INVESTIGADORES
GILIBERTO Florencia
congresos y reuniones científicas
Título:
“BÚSQUEDA DE MUTACIONES EN EL GEN NF2 EN PACIENTES CON NEUROFIBROMATOSIS 2 FAMILIAR Y NO FAMILIAR”
Autor/es:
GUADALUPE ALFARO; DANIELA OTTAVIANI; FLORENCIA GILIBERTO,; CIAVARELLI PATRICIA; ARMANDO BASSO; SZIJAN IRENE; MARCELA FERRER
Reunión:
Congreso; LVII REUNIÓN CIENTÍFICA ANUAL Sociedad Argentina de Investigación Clínica (SAIC) LX REUNIÓN ANUAL Sociedad Argentina de Inmunología (SAI); 2012
Resumen:
La Neurofibromatosis 2 (NF2) es un síndrome tumoral hereditario o no, con fenotipo complejo, que comprende manifestaciones tumorales y no tumorales. Se caracteriza por el desarrollo de Schwanomas vestibulares bilaterales y de Meningiomas y Ependimomas. El gen responsable NF2 (22q12) codifica para una proteína denominada merlina con funciones estructurales y de supresor tumoral. Los tumores se consideran benignos pero su localización produce una morbilidad muy significativa e incluso la muerte. Es una enfermedad de diagnóstico complejo en la infancia y las mutaciones “de novo” son superiores al 50%, por lo cual el diagnóstico molecular es importante para la toma de decisiones terapeúticas.

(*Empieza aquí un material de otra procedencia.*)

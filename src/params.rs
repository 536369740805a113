/// Positional parameter substitution for query templates.
///
/// Templates use `:1`, `:2`, ... placeholders. Values come from a JSON
/// parameter table keyed by query identifier.
use regex::Regex;
use serde::Deserialize;
use std::collections::BTreeMap;
use std::path::Path;
use std::sync::LazyLock;

static PLACEHOLDER: LazyLock<Regex> = LazyLock::new(|| Regex::new(r":(\d+)").unwrap());

/// One substitution value.
#[derive(Debug, Clone, PartialEq, Deserialize)]
#[serde(untagged)]
pub enum ParamValue {
    Integer(i64),
    Float(f64),
    Text(String),
}

impl ParamValue {
    /// Render the value as query text. Text is single-quoted unless it already is.
    pub fn render(&self) -> String {
        match self {
            ParamValue::Integer(v) => v.to_string(),
            ParamValue::Float(v) => v.to_string(),
            ParamValue::Text(s) if is_quoted(s) => s.clone(),
            ParamValue::Text(s) => format!("'{}'", s.replace('\'', "''")),
        }
    }
}

impl From<i64> for ParamValue {
    fn from(v: i64) -> Self {
        ParamValue::Integer(v)
    }
}

impl From<f64> for ParamValue {
    fn from(v: f64) -> Self {
        ParamValue::Float(v)
    }
}

impl From<&str> for ParamValue {
    fn from(v: &str) -> Self {
        ParamValue::Text(v.to_string())
    }
}

fn is_quoted(s: &str) -> bool {
    s.len() >= 2 && s.starts_with('\'') && s.ends_with('\'')
}

fn is_slice_or_cast(prev: u8) -> bool {
    prev.is_ascii_alphanumeric() || matches!(prev, b':' | b']' | b'_')
}

/// Replace every `:N` placeholder with the Nth value (1-based).
///
/// The whole digit run is the index, so `:1` never eats the front of `:10`.
/// Placeholders without a value and `:0` are left untouched, as is a `:N`
/// that follows `:`, `]`, `_` or an alphanumeric (casts and array slices).
pub fn substitute(template: &str, values: &[ParamValue]) -> String {
    let bytes = template.as_bytes();
    let mut out = String::with_capacity(template.len());
    let mut last = 0;

    for caps in PLACEHOLDER.captures_iter(template) {
        let Some(whole) = caps.get(0) else {
            continue;
        };
        // `x::10` is a cast and `arr[1:2]` a slice, not placeholders
        if whole.start() > 0 && is_slice_or_cast(bytes[whole.start() - 1]) {
            continue;
        }
        let value = caps[1]
            .parse::<usize>()
            .ok()
            .and_then(|index| index.checked_sub(1))
            .and_then(|index| values.get(index));

        if let Some(value) = value {
            out.push_str(&template[last..whole.start()]);
            out.push_str(&value.render());
            last = whole.end();
        }
    }

    out.push_str(&template[last..]);
    out
}

/// Query identifier -> ordered substitution values.
#[derive(Debug, Clone, Default, PartialEq)]
pub struct ParameterTable {
    entries: BTreeMap<String, Vec<ParamValue>>,
}

impl ParameterTable {
    /// Load a parameter table from a JSON file.
    ///
    /// Any problem reading or parsing the file yields an empty table; the
    /// queries then run with their placeholders untouched.
    pub fn load(path: &Path) -> Self {
        let contents = match std::fs::read_to_string(path) {
            Ok(c) => c,
            Err(e) => {
                tracing::warn!(
                    error = %e,
                    path = %path.display(),
                    "could not read parameter file, using no parameters"
                );
                return Self::default();
            }
        };

        match Self::parse(&contents) {
            Ok(table) => {
                tracing::debug!(path = %path.display(), queries = table.len(), "loaded parameter table");
                table
            }
            Err(e) => {
                tracing::warn!(
                    error = %e,
                    path = %path.display(),
                    "malformed parameter file, using no parameters"
                );
                Self::default()
            }
        }
    }

    pub fn parse(contents: &str) -> Result<Self, serde_json::Error> {
        let entries: BTreeMap<String, Vec<ParamValue>> = serde_json::from_str(contents)?;
        Ok(Self { entries })
    }

    /// Values for `query_id`, empty if none were given.
    pub fn values(&self, query_id: &str) -> &[ParamValue] {
        self.entries
            .get(query_id)
            .map(Vec::as_slice)
            .unwrap_or(&[])
    }

    pub fn len(&self) -> usize {
        self.entries.len()
    }

    #[cfg(test)]
    pub fn is_empty(&self) -> bool {
        self.entries.is_empty()
    }
}

#[cfg(test)]
mod tests {
    use super::*;
    use tempfile::tempdir;

    #[test]
    fn substitutes_numbers_and_quotes_text() {
        let out = substitute(
            "SELECT * FROM t WHERE x = :1 AND y = :2",
            &[ParamValue::Integer(5), "abc".into()],
        );
        assert_eq!(out, "SELECT * FROM t WHERE x = 5 AND y = 'abc'");
    }

    #[test]
    fn ten_placeholders_do_not_collide() {
        let values: Vec<ParamValue> = (1..=10).map(|v| ParamValue::Integer(v * 100)).collect();
        let out = substitute("a=:1 b=:10 c=:2", &values);
        assert_eq!(out, "a=100 b=1000 c=200");
    }

    #[test]
    fn ten_placeholder_kept_when_only_one_value() {
        let out = substitute("a=:1 b=:10", &[ParamValue::Integer(7)]);
        assert_eq!(out, "a=7 b=:10");
    }

    #[test]
    fn missing_values_leave_placeholders() {
        let out = substitute("x = :1 AND y = :2 AND z = :3", &["a".into()]);
        assert_eq!(out, "x = 'a' AND y = :2 AND z = :3");
    }

    #[test]
    fn zero_index_is_not_a_placeholder() {
        assert_eq!(substitute("x = :0", &[ParamValue::Integer(1)]), "x = :0");
    }

    #[test]
    fn already_quoted_text_is_not_requoted() {
        let out = substitute("d = :1", &["'2024-01-01'".into()]);
        assert_eq!(out, "d = '2024-01-01'");
    }

    #[test]
    fn embedded_quote_is_doubled() {
        let out = substitute("n = :1", &["O'Brien".into()]);
        assert_eq!(out, "n = 'O''Brien'");
    }

    #[test]
    fn casts_are_left_alone() {
        let out = substitute("SELECT :1::int, '5'::10", &["7".into()]);
        assert_eq!(out, "SELECT '7'::int, '5'::10");
    }

    #[test]
    fn array_slices_are_left_alone() {
        let out = substitute(
            "SELECT arr[1:2], arr[i:1], m[1]:1 FROM t WHERE id = :1 AND k IN (:1,:2)",
            &[ParamValue::Integer(7), ParamValue::Integer(8)],
        );
        assert_eq!(
            out,
            "SELECT arr[1:2], arr[i:1], m[1]:1 FROM t WHERE id = 7 AND k IN (7,8)"
        );
    }

    #[test]
    fn repeated_placeholder_substituted_everywhere() {
        let out = substitute(":1 + :1", &[ParamValue::Float(2.5)]);
        assert_eq!(out, "2.5 + 2.5");
    }

    #[test]
    fn table_parses_mixed_values() {
        let table = ParameterTable::parse(r#"{"q1": [5, "abc", 1.5], "q2": []}"#).unwrap();
        assert_eq!(table.len(), 2);
        assert_eq!(
            table.values("q1"),
            &[
                ParamValue::Integer(5),
                ParamValue::Text("abc".into()),
                ParamValue::Float(1.5)
            ]
        );
        assert!(table.values("q2").is_empty());
        assert!(table.values("unknown").is_empty());
    }

    #[test]
    fn malformed_file_loads_empty() {
        let dir = tempdir().unwrap();
        let path = dir.path().join("params.json");
        std::fs::write(&path, "{ not json").unwrap();
        assert!(ParameterTable::load(&path).is_empty());
    }

    #[test]
    fn missing_file_loads_empty() {
        assert!(ParameterTable::load(Path::new("/nonexistent/params.json")).is_empty());
    }

    #[test]
    fn load_reads_valid_file() {
        let dir = tempdir().unwrap();
        let path = dir.path().join("params.json");
        std::fs::write(&path, r#"{"q7": [1, "x"]}"#).unwrap();
        let table = ParameterTable::load(&path);
        assert_eq!(table.values("q7").len(), 2);
    }
}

Nuestro objetivo es identificar la mutación responsable en pacientes con y sin antecedentes y establecer el riesgo en los familiares. Se analizaron 4 pacientes, uno de ellos con antecedentes familiares. Para conformar los haplotipos se analizaron 4 polimorfismos: 3 STRs intragénicos y uno extragénico, analizando también la pérdida de heterocigocidad (LOH) en el tumor. La búsqueda de mutaciones se realizó por secuenciación de los 17 exones del gen NF2. La LOH permitió determinar el haplotipo de riesgo en un caso “de novo” y el análisis de mutaciones fue informativo en 3. El paciente con LOH mostró en el exón 10 una sustitución T>G en el sitio de splicing en sangre y tumor. En el 2 caso “de novo”: una sustitución T>C en el exón 8, en sangre, altera el sitio de splicing. En el 3° caso “de novo”: una sustitución A>T a 40 pb del exón 13 podría ser un polimorfismo. En el caso familiar se encontró una sustitución G>T en el exón 15 que transforma un codón GAA en TAA (stop). La identificación del haplotipo de riesgo y/o de la mutación permite el rastreo de su presencia en la descendencia de dos familias. Los dos casos de alteración del sitio de splicing confirman la correlación genotipo/ fenotipo que corresponde a clínica severa de acuerdo con publicaciones previas.